To do |
Check every line of the data below for the word "inside". Copy the ones that have it.

○ ○ ○ ○ ○

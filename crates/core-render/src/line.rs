//! Turns one row of the joined buffer into attribute runs.
//!
//! The row is walked from its start offset, tracking the visual column of
//! each character. Characters left of `left_column` are skipped; a tab or
//! wide glyph straddling the left edge contributes spaces for the cells that
//! fall inside the window. Tabs expand to spaces. A glyph that would cross the
//! right edge is replaced by a single space. End of line renders as one space
//! and the rest of the row is padded with the normal attribute, so every row
//! is exactly `width` cells wide.
//!
//! A new run starts whenever the attribute changes or the current run would
//! exceed `RUN_CAPACITY` cells. A multi-cell run carrying the cursor attribute
//! (a tab under the cursor) is split so only its first cell shows the cursor.

use crate::compose::{JoinedBuffer, TERMINATOR};
use crate::frame::{Row, Run};
use crate::paint::AttributeBuffer;
use crate::viewport::Viewport;
use core_syntax::Attr;
use core_text::width::cell_width;

/// Upper bound on cells per run.
pub const RUN_CAPACITY: usize = 128;

pub struct LineRenderer<'a> {
    buffer: &'a JoinedBuffer,
    attrs: &'a AttributeBuffer,
    left: usize,
    width: usize,
    tab_size: usize,
    normal: Attr,
    cursor: Attr,
}

impl<'a> LineRenderer<'a> {
    pub fn new(
        buffer: &'a JoinedBuffer,
        attrs: &'a AttributeBuffer,
        viewport: &Viewport,
        normal: Attr,
        cursor: Attr,
    ) -> Self {
        Self {
            buffer,
            attrs,
            left: viewport.left_column,
            width: viewport.width,
            tab_size: viewport.tab_size,
            normal,
            cursor,
        }
    }

    /// Render the row starting at `start`; `None` renders a blank row.
    pub fn row(&self, start: Option<usize>) -> Row {
        let mut out = RunBuilder::new(self.normal, self.cursor);
        if let Some(start) = start {
            self.walk(start, &mut out);
        }
        if out.width < self.width {
            let pad = self.width - out.width;
            out.push(self.normal, ' ', pad, pad);
        }
        out.finish()
    }

    fn walk(&self, start: usize, out: &mut RunBuilder) {
        let right = self.left + self.width;
        let mut column = 0;
        let mut offset = start;
        while column < right {
            let c = self.buffer.char_at(offset);
            let eol = c == '\n' || c == TERMINATOR;
            let cells = if eol { 1 } else { cell_width(column, c, self.tab_size) };
            let attr = self.attrs.get(offset).unwrap_or(self.normal);

            if column < self.left {
                let inside = (column + cells).saturating_sub(self.left).min(self.width);
                out.push(attr, ' ', inside, inside);
            } else if eol {
                out.push(attr, ' ', 1, 1);
            } else if c == '\t' {
                let n = cells.min(right - column);
                out.push(attr, ' ', n, n);
            } else if column + cells > right {
                out.push(attr, ' ', 1, 1);
            } else {
                out.push(attr, c, 1, cells);
            }

            if eol {
                break;
            }
            column += cells;
            offset += 1;
        }
    }
}

struct RunBuilder {
    runs: Vec<Run>,
    current: Option<Run>,
    width: usize,
    normal: Attr,
    cursor: Attr,
}

impl RunBuilder {
    fn new(normal: Attr, cursor: Attr) -> Self {
        Self {
            runs: Vec::new(),
            current: None,
            width: 0,
            normal,
            cursor,
        }
    }

    /// Append `count` copies of `glyph` occupying `cells` cells in total.
    /// Multi-glyph spans are single-cell spaces and may be split across runs.
    fn push(&mut self, attr: Attr, glyph: char, count: usize, cells: usize) {
        if count == 0 {
            return;
        }
        if count == 1 {
            self.append(attr, glyph, 1, cells);
            return;
        }
        // Only the first cell of a spread-out cursor shows the cursor.
        if attr == self.cursor && self.cursor != self.normal {
            self.append(attr, glyph, 1, 1);
            self.push(self.normal, glyph, count - 1, cells - 1);
            return;
        }
        let mut remaining = count;
        while remaining > 0 {
            let room = match &self.current {
                Some(run) if run.attr == attr && run.width < RUN_CAPACITY => {
                    RUN_CAPACITY - run.width
                }
                _ => RUN_CAPACITY,
            };
            let n = remaining.min(room);
            self.append(attr, glyph, n, n);
            remaining -= n;
        }
    }

    fn append(&mut self, attr: Attr, glyph: char, count: usize, cells: usize) {
        let fits = matches!(
            &self.current,
            Some(run) if run.attr == attr && run.width + cells <= RUN_CAPACITY
        );
        if !fits {
            self.flush();
        }
        let run = self
            .current
            .get_or_insert_with(|| Run::new(attr, String::new(), 0));
        run.text.extend(std::iter::repeat_n(glyph, count));
        run.width += cells;
        self.width += cells;
    }

    fn flush(&mut self) {
        if let Some(run) = self.current.take() {
            self.runs.push(run);
        }
    }

    fn finish(mut self) -> Row {
        self.flush();
        Row { runs: self.runs }
    }
}
//! Render counters.
//!
//! Relaxed atomics so a shared `Renderer` can be inspected without locking.
//! Values are monotonic except the `last_*` gauges.

use std::sync::atomic::{AtomicU64, Ordering};

#[derive(Debug, Default)]
pub struct RenderMetrics {
    /// Frames produced.
    pub frames: AtomicU64,
    /// Frames diffed against a previous frame.
    pub optimized_frames: AtomicU64,
    pub rows_painted: AtomicU64,
    /// Rows reported as unchanged (`None`).
    pub rows_skipped: AtomicU64,
    /// Frames whose viewport origin had to move to follow the cursor.
    pub scroll_adjustments: AtomicU64,
    pub last_buffer_chars: AtomicU64,
    pub last_render_ns: AtomicU64,
}

#[derive(Debug, Clone, Copy, PartialEq, Eq, Default)]
pub struct RenderMetricsSnapshot {
    pub frames: u64,
    pub optimized_frames: u64,
    pub rows_painted: u64,
    pub rows_skipped: u64,
    pub scroll_adjustments: u64,
    pub last_buffer_chars: u64,
    pub last_render_ns: u64,
}

impl RenderMetrics {
    pub fn snapshot(&self) -> RenderMetricsSnapshot {
        RenderMetricsSnapshot {
            frames: self.frames.load(Ordering::Relaxed),
            optimized_frames: self.optimized_frames.load(Ordering::Relaxed),
            rows_painted: self.rows_painted.load(Ordering::Relaxed),
            rows_skipped: self.rows_skipped.load(Ordering::Relaxed),
            scroll_adjustments: self.scroll_adjustments.load(Ordering::Relaxed),
            last_buffer_chars: self.last_buffer_chars.load(Ordering::Relaxed),
            last_render_ns: self.last_render_ns.load(Ordering::Relaxed),
        }
    }

    pub(crate) fn record_frame(&self, painted: usize, skipped: usize, optimized: bool) {
        self.frames.fetch_add(1, Ordering::Relaxed);
        if optimized {
            self.optimized_frames.fetch_add(1, Ordering::Relaxed);
        }
        self.rows_painted.fetch_add(painted as u64, Ordering::Relaxed);
        self.rows_skipped.fetch_add(skipped as u64, Ordering::Relaxed);
    }
}
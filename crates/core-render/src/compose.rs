//! Joined buffer: a contiguous copy of the rows relevant to one frame.
//!
//! Rows `[first, end)` of the document are concatenated with a single `'\n'`
//! between consecutive rows (none after the last). Offsets are character
//! (code point) indices into that text. Reading at or past `len()` yields
//! `TERMINATOR`, which the line renderer treats as end of line.
//!
//! Pattern matching runs over a UTF-8 copy of the same text; `find` maps the
//! regex byte offsets back to character offsets so callers never see bytes.

use crate::error::{Result, reserve, reserve_str};
use core_text::Buffer;
use regex::Regex;

/// Read past the end of a joined buffer.
pub const TERMINATOR: char = '\0';

/// A pattern match in character offsets.
#[derive(Debug, Clone, Copy, PartialEq, Eq)]
pub struct TextMatch {
    pub offset: usize,
    pub len: usize,
}

impl TextMatch {
    pub fn end(&self) -> usize {
        self.offset + self.len
    }

    /// Where the next search starts. Empty matches still advance by one so a
    /// pattern like `x*` cannot stall a scan.
    pub fn resume_at(&self) -> usize {
        if self.len == 0 {
            self.offset + 1
        } else {
            self.end()
        }
    }
}

#[derive(Debug, Default)]
pub struct JoinedBuffer {
    chars: Vec<char>,
    text: String,
    /// Byte position of every character plus one trailing entry for `text.len()`.
    byte_offsets: Vec<usize>,
    line_offsets: Vec<usize>,
    first_row: usize,
}

impl JoinedBuffer {
    /// Join document rows `[first, end)`; `end` is clamped to the row count.
    pub fn compose(buffer: &Buffer, first: usize, end: usize) -> Result<Self> {
        let end = end.min(buffer.line_count());
        let mut joined = JoinedBuffer {
            first_row: first,
            ..Default::default()
        };
        let rows = end.saturating_sub(first);

        let (mut n_chars, mut n_bytes) = (rows.saturating_sub(1), rows.saturating_sub(1));
        for row in first..end {
            if let Some(chars) = buffer.line_chars(row) {
                for c in chars {
                    n_chars += 1;
                    n_bytes += c.len_utf8();
                }
            }
        }
        reserve(&mut joined.chars, n_chars, "joined buffer")?;
        reserve(&mut joined.byte_offsets, n_chars + 1, "joined buffer offsets")?;
        reserve_str(&mut joined.text, n_bytes, "joined buffer text")?;
        reserve(&mut joined.line_offsets, rows, "line offsets")?;

        for row in first..end {
            if row > first {
                joined.push('\n');
            }
            joined.line_offsets.push(joined.chars.len());
            if let Some(chars) = buffer.line_chars(row) {
                for c in chars {
                    joined.push(c);
                }
            }
        }
        joined.byte_offsets.push(joined.text.len());
        Ok(joined)
    }

    fn push(&mut self, c: char) {
        self.byte_offsets.push(self.text.len());
        self.chars.push(c);
        self.text.push(c);
    }

    pub fn len(&self) -> usize {
        self.chars.len()
    }

    pub fn is_empty(&self) -> bool {
        self.chars.is_empty()
    }

    pub fn chars(&self) -> &[char] {
        &self.chars
    }

    pub fn as_str(&self) -> &str {
        &self.text
    }

    /// Character at `offset`, or `TERMINATOR` at and past the end.
    pub fn char_at(&self, offset: usize) -> char {
        self.chars.get(offset).copied().unwrap_or(TERMINATOR)
    }

    /// Start offset of every composed row, strictly increasing.
    pub fn line_offsets(&self) -> &[usize] {
        &self.line_offsets
    }

    /// Start offset of the `idx`-th composed row.
    pub fn line_start(&self, idx: usize) -> Option<usize> {
        self.line_offsets.get(idx).copied()
    }

    /// Document row of the first composed row.
    pub fn first_row(&self) -> usize {
        self.first_row
    }

    /// Start offset of document row `row`, if it was composed.
    pub fn row_start(&self, row: usize) -> Option<usize> {
        row.checked_sub(self.first_row)
            .and_then(|idx| self.line_start(idx))
    }

    /// First match of `regex` starting at or after character `from`.
    pub fn find(&self, regex: &Regex, from: usize) -> Option<TextMatch> {
        let start = *self.byte_offsets.get(from)?;
        let m = regex.find_at(&self.text, start)?;
        let offset = self.char_offset(m.start());
        let end = self.char_offset(m.end());
        Some(TextMatch {
            offset,
            len: end - offset,
        })
    }

    /// Text covered by `m`.
    pub fn slice(&self, m: TextMatch) -> &str {
        let start = self.byte_offsets[m.offset.min(self.len())];
        let end = self.byte_offsets[m.end().min(self.len())];
        &self.text[start..end]
    }

    fn char_offset(&self, byte: usize) -> usize {
        self.byte_offsets.partition_point(|&b| b < byte)
    }
}

#[cfg(test)]
mod tests {
    use super::*;
    use pretty_assertions::assert_eq;

    fn buffer(text: &str) -> Buffer {
        Buffer::from_str("t", text).unwrap()
    }

    #[test]
    fn rows_are_joined_with_single_newlines() {
        let joined = JoinedBuffer::compose(&buffer("ab\ncd\nef"), 0, 3).unwrap();
        assert_eq!(joined.as_str(), "ab\ncd\nef");
        assert_eq!(joined.line_offsets(), &[0, 3, 6]);
        assert_eq!(joined.len(), 8);
    }

    #[test]
    fn range_is_clamped_to_document() {
        let joined = JoinedBuffer::compose(&buffer("ab\ncd\nef"), 1, 99).unwrap();
        assert_eq!(joined.as_str(), "cd\nef");
        assert_eq!(joined.first_row(), 1);
        assert_eq!(joined.row_start(2), Some(3));
        assert_eq!(joined.row_start(0), None);
        assert_eq!(joined.row_start(3), None);
    }

    #[test]
    fn reading_past_end_yields_terminator() {
        let joined = JoinedBuffer::compose(&buffer("x"), 0, 1).unwrap();
        assert_eq!(joined.char_at(0), 'x');
        assert_eq!(joined.char_at(1), TERMINATOR);
        assert_eq!(joined.char_at(50), TERMINATOR);
    }

    #[test]
    fn empty_rows_keep_their_offsets() {
        let joined = JoinedBuffer::compose(&buffer("\n\nz"), 0, 3).unwrap();
        assert_eq!(joined.line_offsets(), &[0, 1, 2]);
        assert_eq!(joined.char_at(2), 'z');
    }

    #[test]
    fn find_reports_character_offsets() {
        let joined = JoinedBuffer::compose(&buffer("héllo wörld"), 0, 1).unwrap();
        let re = Regex::new("w.rld").unwrap();
        let m = joined.find(&re, 0).unwrap();
        assert_eq!(m, TextMatch { offset: 6, len: 5 });
        assert_eq!(joined.slice(m), "wörld");
        assert!(joined.find(&re, 7).is_none());
        assert!(joined.find(&re, 40).is_none());
    }

    #[test]
    fn empty_match_resumes_past_itself() {
        let m = TextMatch { offset: 4, len: 0 };
        assert_eq!(m.resume_at(), 5);
        let m = TextMatch { offset: 4, len: 2 };
        assert_eq!(m.resume_at(), 6);
    }
}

○ ○ ○ ○ ○

Solution to the problem |
//! fall inside the window. Tabs expand to spaces. A glyph that would cross the
                let inside = (column + cells).saturating_sub(self.left).min(self.width);
                out.push(attr, ' ', inside, inside);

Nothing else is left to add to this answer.